(SOURCE DATA Opens)
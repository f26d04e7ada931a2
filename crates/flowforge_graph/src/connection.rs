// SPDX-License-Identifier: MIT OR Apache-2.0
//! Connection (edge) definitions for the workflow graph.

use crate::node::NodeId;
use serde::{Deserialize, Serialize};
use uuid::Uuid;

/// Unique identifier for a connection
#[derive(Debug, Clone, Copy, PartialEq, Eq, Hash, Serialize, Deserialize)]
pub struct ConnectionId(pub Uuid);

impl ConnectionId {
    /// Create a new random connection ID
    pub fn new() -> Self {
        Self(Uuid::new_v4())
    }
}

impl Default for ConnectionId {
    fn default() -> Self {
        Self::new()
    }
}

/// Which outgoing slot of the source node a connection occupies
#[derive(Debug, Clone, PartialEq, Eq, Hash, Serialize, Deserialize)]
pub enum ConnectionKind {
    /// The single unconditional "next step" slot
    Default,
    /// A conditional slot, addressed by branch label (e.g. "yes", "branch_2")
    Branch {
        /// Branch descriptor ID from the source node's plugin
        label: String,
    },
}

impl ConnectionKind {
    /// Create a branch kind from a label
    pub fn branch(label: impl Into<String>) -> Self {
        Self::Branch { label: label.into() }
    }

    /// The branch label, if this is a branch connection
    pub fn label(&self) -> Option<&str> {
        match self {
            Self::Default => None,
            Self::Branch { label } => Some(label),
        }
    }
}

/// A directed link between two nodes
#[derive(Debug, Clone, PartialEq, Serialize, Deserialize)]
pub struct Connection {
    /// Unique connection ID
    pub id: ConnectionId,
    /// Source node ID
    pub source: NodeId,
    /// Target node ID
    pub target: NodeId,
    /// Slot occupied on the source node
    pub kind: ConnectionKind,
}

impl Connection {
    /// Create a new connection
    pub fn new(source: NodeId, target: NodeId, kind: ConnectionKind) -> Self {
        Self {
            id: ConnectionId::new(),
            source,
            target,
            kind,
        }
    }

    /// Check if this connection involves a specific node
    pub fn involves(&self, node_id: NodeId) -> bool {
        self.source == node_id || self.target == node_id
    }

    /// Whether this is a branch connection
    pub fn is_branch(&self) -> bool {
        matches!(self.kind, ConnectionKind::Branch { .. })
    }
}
(SOURCE DATA Closes)
(SOURCE DATA Opens)
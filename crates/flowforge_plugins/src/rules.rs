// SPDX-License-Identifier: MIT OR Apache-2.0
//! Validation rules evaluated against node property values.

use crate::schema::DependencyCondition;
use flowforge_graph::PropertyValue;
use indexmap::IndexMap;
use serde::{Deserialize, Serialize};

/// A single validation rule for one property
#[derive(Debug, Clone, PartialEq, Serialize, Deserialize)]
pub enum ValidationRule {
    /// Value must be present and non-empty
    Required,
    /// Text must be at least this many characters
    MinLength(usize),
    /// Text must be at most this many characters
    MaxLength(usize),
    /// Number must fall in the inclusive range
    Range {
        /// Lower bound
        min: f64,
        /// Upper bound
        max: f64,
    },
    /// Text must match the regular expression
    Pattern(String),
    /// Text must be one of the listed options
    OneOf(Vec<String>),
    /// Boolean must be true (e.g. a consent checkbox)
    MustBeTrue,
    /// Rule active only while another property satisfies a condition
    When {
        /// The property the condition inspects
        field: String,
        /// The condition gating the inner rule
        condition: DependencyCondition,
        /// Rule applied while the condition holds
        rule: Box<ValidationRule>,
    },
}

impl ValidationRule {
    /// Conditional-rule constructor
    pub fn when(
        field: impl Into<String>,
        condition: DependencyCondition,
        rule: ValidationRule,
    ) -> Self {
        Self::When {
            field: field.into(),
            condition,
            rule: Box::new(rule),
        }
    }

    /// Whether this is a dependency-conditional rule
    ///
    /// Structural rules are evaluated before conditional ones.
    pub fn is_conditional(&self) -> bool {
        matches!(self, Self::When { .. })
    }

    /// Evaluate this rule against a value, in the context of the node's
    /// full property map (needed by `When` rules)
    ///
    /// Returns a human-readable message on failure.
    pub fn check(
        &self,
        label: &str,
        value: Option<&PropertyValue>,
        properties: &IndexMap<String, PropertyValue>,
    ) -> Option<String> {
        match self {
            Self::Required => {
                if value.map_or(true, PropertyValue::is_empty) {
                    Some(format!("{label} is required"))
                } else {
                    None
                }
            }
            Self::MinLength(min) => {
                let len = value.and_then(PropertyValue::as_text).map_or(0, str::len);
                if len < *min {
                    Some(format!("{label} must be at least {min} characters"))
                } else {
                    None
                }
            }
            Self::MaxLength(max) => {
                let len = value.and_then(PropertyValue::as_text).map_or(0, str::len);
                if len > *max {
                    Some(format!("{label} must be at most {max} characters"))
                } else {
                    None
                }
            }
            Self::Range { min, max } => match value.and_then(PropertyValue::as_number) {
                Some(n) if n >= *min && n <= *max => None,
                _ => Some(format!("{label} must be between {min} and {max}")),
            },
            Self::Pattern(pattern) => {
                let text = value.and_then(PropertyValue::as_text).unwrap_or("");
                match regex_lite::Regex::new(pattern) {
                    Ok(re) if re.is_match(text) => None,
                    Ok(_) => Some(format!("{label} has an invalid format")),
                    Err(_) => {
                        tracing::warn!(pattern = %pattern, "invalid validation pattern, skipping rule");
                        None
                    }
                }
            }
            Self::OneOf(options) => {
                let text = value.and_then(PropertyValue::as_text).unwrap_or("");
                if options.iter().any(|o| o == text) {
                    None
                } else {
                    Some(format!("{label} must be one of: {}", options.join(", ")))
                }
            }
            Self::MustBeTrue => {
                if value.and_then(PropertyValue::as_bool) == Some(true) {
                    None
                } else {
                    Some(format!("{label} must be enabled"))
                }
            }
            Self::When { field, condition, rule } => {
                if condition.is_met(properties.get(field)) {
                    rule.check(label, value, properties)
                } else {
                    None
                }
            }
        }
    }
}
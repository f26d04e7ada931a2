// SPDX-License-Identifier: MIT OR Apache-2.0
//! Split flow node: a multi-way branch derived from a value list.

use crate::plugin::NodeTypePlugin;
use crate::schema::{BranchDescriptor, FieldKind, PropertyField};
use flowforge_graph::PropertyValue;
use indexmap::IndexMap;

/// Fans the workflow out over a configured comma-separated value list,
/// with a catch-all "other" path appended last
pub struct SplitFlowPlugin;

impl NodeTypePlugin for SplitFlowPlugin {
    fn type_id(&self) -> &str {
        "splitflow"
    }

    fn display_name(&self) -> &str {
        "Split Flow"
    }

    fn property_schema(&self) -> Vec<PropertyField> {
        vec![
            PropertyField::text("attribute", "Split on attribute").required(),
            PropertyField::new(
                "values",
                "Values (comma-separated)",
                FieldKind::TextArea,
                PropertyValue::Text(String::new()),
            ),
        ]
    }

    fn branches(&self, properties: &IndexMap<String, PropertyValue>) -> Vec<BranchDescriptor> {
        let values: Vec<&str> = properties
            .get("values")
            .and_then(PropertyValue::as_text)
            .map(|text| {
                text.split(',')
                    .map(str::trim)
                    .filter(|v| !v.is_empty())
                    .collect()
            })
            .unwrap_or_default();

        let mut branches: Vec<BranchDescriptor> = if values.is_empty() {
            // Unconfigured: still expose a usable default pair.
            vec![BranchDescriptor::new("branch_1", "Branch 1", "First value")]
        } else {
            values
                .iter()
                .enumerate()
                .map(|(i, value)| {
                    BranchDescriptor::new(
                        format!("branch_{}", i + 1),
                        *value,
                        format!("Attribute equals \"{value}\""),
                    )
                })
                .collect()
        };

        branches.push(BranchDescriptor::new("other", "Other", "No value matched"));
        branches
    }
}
(SOURCE DATA Closes)
(SOURCE DATA Opens)
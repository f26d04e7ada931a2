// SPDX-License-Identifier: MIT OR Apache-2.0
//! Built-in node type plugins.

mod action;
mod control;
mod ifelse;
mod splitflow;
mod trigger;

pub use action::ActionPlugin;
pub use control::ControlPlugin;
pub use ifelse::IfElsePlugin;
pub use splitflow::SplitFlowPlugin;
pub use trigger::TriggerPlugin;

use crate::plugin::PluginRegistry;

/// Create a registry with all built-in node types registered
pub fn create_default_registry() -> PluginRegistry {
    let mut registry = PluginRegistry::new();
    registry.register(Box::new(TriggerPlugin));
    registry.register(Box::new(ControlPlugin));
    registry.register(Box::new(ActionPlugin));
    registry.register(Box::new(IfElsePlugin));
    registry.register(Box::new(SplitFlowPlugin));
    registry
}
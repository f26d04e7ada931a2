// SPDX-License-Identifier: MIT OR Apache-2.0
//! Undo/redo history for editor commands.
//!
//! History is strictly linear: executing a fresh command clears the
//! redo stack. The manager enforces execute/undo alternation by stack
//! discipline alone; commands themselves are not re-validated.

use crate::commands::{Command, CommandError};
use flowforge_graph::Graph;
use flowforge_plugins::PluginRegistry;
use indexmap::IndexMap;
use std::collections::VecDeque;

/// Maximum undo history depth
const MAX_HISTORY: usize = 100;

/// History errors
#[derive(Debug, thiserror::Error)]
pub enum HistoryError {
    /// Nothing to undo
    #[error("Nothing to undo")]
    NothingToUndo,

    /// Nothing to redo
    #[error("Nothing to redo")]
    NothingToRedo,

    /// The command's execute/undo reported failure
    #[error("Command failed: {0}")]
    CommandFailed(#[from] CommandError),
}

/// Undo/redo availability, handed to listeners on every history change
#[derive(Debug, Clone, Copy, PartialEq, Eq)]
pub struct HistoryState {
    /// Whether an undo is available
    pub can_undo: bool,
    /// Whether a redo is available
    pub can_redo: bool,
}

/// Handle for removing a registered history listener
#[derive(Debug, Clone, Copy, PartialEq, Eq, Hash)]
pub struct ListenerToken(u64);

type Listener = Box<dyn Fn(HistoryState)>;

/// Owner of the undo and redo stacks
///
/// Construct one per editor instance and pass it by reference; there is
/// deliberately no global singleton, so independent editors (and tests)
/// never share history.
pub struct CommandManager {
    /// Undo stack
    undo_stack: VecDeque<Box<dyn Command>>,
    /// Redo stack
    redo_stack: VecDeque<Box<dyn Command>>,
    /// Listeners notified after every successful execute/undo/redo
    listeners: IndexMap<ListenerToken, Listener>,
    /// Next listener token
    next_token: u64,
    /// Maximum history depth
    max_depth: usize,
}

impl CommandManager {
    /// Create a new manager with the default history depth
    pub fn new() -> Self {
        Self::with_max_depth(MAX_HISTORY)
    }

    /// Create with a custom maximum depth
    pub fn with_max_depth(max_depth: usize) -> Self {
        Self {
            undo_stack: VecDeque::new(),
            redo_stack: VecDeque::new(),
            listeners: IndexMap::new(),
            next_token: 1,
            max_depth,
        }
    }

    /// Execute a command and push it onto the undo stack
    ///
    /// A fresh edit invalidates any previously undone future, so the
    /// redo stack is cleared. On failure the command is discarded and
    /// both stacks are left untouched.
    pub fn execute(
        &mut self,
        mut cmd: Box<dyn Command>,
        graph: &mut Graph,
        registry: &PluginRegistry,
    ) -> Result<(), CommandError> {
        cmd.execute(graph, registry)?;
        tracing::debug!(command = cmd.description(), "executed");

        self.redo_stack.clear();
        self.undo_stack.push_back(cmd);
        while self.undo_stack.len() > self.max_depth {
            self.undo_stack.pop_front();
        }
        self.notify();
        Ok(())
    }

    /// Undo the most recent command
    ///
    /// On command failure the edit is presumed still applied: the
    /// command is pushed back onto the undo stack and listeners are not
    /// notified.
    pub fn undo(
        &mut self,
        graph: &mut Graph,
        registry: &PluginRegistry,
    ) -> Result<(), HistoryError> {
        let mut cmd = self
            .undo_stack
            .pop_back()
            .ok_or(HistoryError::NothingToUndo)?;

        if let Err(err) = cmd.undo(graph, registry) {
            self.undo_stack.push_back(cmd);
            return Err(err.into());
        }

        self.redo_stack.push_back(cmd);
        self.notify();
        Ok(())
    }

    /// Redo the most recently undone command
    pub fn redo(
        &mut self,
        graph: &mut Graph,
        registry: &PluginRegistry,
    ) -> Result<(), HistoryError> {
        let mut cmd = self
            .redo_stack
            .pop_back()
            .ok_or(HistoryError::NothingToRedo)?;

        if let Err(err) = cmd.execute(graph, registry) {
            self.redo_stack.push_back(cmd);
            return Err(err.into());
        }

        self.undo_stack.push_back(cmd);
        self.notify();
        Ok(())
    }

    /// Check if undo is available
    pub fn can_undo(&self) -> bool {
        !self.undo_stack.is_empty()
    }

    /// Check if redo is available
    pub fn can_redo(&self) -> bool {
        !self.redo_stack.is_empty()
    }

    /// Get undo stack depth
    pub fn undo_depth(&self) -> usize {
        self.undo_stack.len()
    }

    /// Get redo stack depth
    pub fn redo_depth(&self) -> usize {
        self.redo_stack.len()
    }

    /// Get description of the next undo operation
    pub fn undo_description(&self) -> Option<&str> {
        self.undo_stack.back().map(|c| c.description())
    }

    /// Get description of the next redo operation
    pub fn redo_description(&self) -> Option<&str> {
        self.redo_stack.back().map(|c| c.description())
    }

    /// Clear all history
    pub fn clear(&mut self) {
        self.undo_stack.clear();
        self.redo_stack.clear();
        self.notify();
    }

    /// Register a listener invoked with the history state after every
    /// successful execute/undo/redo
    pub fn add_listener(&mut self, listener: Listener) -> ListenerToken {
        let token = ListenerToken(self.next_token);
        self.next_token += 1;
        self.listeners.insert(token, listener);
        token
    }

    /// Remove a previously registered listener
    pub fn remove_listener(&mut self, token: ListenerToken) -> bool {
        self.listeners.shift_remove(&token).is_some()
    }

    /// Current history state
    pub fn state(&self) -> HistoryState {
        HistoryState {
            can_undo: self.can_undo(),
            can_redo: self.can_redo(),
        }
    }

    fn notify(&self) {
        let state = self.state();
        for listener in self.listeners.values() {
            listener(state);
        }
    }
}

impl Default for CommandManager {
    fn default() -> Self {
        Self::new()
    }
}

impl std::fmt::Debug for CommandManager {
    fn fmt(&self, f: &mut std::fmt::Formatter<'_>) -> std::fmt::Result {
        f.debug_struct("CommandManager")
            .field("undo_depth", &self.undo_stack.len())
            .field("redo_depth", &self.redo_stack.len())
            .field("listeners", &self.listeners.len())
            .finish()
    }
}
(SOURCE DATA Closes)
TRY IT »
Exact duplication is required for the lines above, from the line that contains "the condition holds" to the line that contains "if len < *min", inclusive; omit all others.

EXERCISE OUTPUT »
        /// Rule applied while the condition holds
        rule: Box<ValidationRule>,
    },
}

impl ValidationRule {
    /// Conditional-rule constructor
    pub fn when(
        field: impl Into<String>,
        condition: DependencyCondition,
        rule: ValidationRule,
    ) -> Self {
        Self::When {
            field: field.into(),
            condition,
            rule: Box::new(rule),
        }
    }

    /// Whether this is a dependency-conditional rule
    ///
    /// Structural rules are evaluated before conditional ones.
    pub fn is_conditional(&self) -> bool {
        matches!(self, Self::When { .. })
    }

    /// Evaluate this rule against a value, in the context of the node's
    /// full property map (needed by `When` rules)
    ///
    /// Returns a human-readable message on failure.
    pub fn check(
        &self,
        label: &str,
        value: Option<&PropertyValue>,
        properties: &IndexMap<String, PropertyValue>,
    ) -> Option<String> {
        match self {
            Self::Required => {
                if value.map_or(true, PropertyValue::is_empty) {
                    Some(format!("{label} is required"))
                } else {
                    None
                }
            }
            Self::MinLength(min) => {
                let len = value.and_then(PropertyValue::as_text).map_or(0, str::len);
                if len < *min {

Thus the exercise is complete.